(German Wirehaired Pointer: Dog Breed Story At Dog Grooming)
The German wirehaired pointer is a medium-sized sports dog breed from Germany with a wiry, medium-length coat that distinguishes it from its shorthaired pointer relative. The dog was created with this weather-resistant coat in mind, so it could hunt in both tough terrain and water. It also features webbed feet to aid with swimming. German wirehaired pointers have a strong body and huge drop ears, as well as a medium-length beard and eyebrows. They are loyal and fun-loving canines who make excellent companions for energetic people.
German Wirehaired Pointers are good dogs!
They are devoted to their family and are considered even-tempered dogs. They get along swimmingly with youngsters if they are reared with them or if they are raised with older children who treat them kindly. If reared with other pets, they get along fine; nevertheless, some members of the breed may try to dominate other animals.
German Wirehaired Pointer History:
While dog breeders in the United Kingdom specialized in hunting dogs for certain environments, such as land or water, breeders in Germany desired all-purpose dogs.
The wirehaired canine coat became popular among German dog owners in the early 1800s because it protected the dog from weather, water, and tough bush and terrain. In the late 1800s, the german wirehaired pointer was recognized as a distinct breed. The German shorthaired pointer, Pudelpointer (a poodle-pointer hybrid), wirehaired pointing griffon, and other breeds were used to create its signature coat.
In the 1920s, the German wirehaired pointer made its way to North America. It was initially recognized by the American Kennel Club in 1959.
How to Care:
Make it a point to exercise your dog at least once a day. Fortunately, the grooming requirements of the German wirehaired pointer are simple, and it responds well to teaching.
Your German wirehaired pointer should get at least two hours of exercise every day. Long walks, running, hiking, swimming, and active fun is all good options. Agility and dock diving are two dog activities that can help this bright canine keep his mind and body in shape. Puzzle toys can also provide a mental challenge.
When outside, make sure your German wirehaired pointer is on a leash or in a securely secured area. The strong prey drive of this breed might prompt it to run off after tiny animals and other apparent prey, making recall difficult.
How to Groom:
Brush your German wirehaired pointer’s coat once a week to eliminate stray hair and knots. Expect heavier shedding periods, which usually occur as the weather warms, and require more regular brushing to keep up with the loose fur.
Depending on how unclean your dog gets, bathe it once a month. Check its ears for wax accumulation, debris, and discomfort at least once a week. After a wash or a swim, make sure to thoroughly dry its ears. Also, on average, clip your dog’s nails once a month or as needed. Brush its teeth at least once a day.
How to Train German Wirehaired Pointer:
German wirehaired pointers have a reputation for being intelligent and eager to please. Positive-reinforcement training approaches, such as rewards and praise, usually work well with these dogs. Begin training and socializing at a young age to impart good manners and avoid the formation of undesirable habits. A puppy class is an excellent way to teach fundamental commands and habits to your dog.

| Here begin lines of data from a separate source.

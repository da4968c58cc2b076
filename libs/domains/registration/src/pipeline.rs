//! Wires the store, classifier, notifier and bus together.

use crate::config::RegistrationNotifierConfig;
use crate::error::RegistrationResult;
use crate::listener::UserLifecycleListener;
use crate::mail::MailSender;
use crate::models::Document;
use crate::notifier::RegistrationNotifier;
use crate::observation::{ComponentRegistry, Event, EventPublisher, ObservationManager};
use crate::store::InMemoryDocumentStore;
use std::sync::Arc;
use tracing::info;

/// A running registration notification pipeline.
pub struct RegistrationPipeline {
    store: Arc<InMemoryDocumentStore>,
    manager: Arc<ObservationManager>,
}

impl RegistrationPipeline {
    /// Build the pipeline and register its bus in `registry`.
    ///
    /// Both listeners are added before the bus is published to the registry;
    /// the lifecycle listener resolves it on its first event.
    pub async fn install<M: MailSender + 'static>(
        registry: Arc<ComponentRegistry>,
        store: Arc<InMemoryDocumentStore>,
        config: RegistrationNotifierConfig,
        mail: Arc<M>,
    ) -> RegistrationResult<Self> {
        let manager = Arc::new(ObservationManager::new());

        manager
            .add_listener(Arc::new(UserLifecycleListener::with_registry(
                store.clone(),
                registry.clone(),
            )))
            .await;
        manager
            .add_listener(Arc::new(RegistrationNotifier::new(config, mail)))
            .await;

        registry.register_publisher(manager.clone())?;

        let listeners = manager.listener_names().await;
        info!(?listeners, "Registration notification pipeline installed");

        Ok(Self { store, manager })
    }

    pub fn store(&self) -> &Arc<InMemoryDocumentStore> {
        &self.store
    }

    pub fn publisher(&self) -> Arc<dyn EventPublisher> {
        self.manager.clone()
    }

    /// Persist `document` as a new revision and publish the mutation.
    pub async fn save(&self, document: Document) {
        let mutation = self.store.save(document).await;
        self.manager.notify(Event::Mutation(mutation)).await;
    }
}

Teaching your dog to be okay when you have to leave it alone is one area of training you may need to focus on more. German wirehaired pointers want to be with their owners as much as possible, and if left alone for lengthy periods, they may become destructive. Separation anxiety and associated symptoms, such as excessive chewing, can be combated with the help of a competent dog trainer or behaviorist. However, this breed is best suited to a family where someone is there for the majority of the day.
Although German wirehaired pointers are generally healthy, they are prone to several inherited health problems1, including:
• Hip and elbow dysplasia
• Autoimmune thyroiditis
• Eye concerns
• Heart difficulties
• Von Willebrand’s disease (VWD) is a congenital disorder
Diet and Nutrition:
Make sure your German wirehaired pointer has access to fresh water at all times. Feed your dog nutritionally balanced, high-quality canine food. Typically, two measured meals are served each day. To verify that you’re addressing your dog’s particular needs, consult your veterinarian for the right amount and type of food. Because of their age, exercise level, and other considerations, certain dogs require specific diets.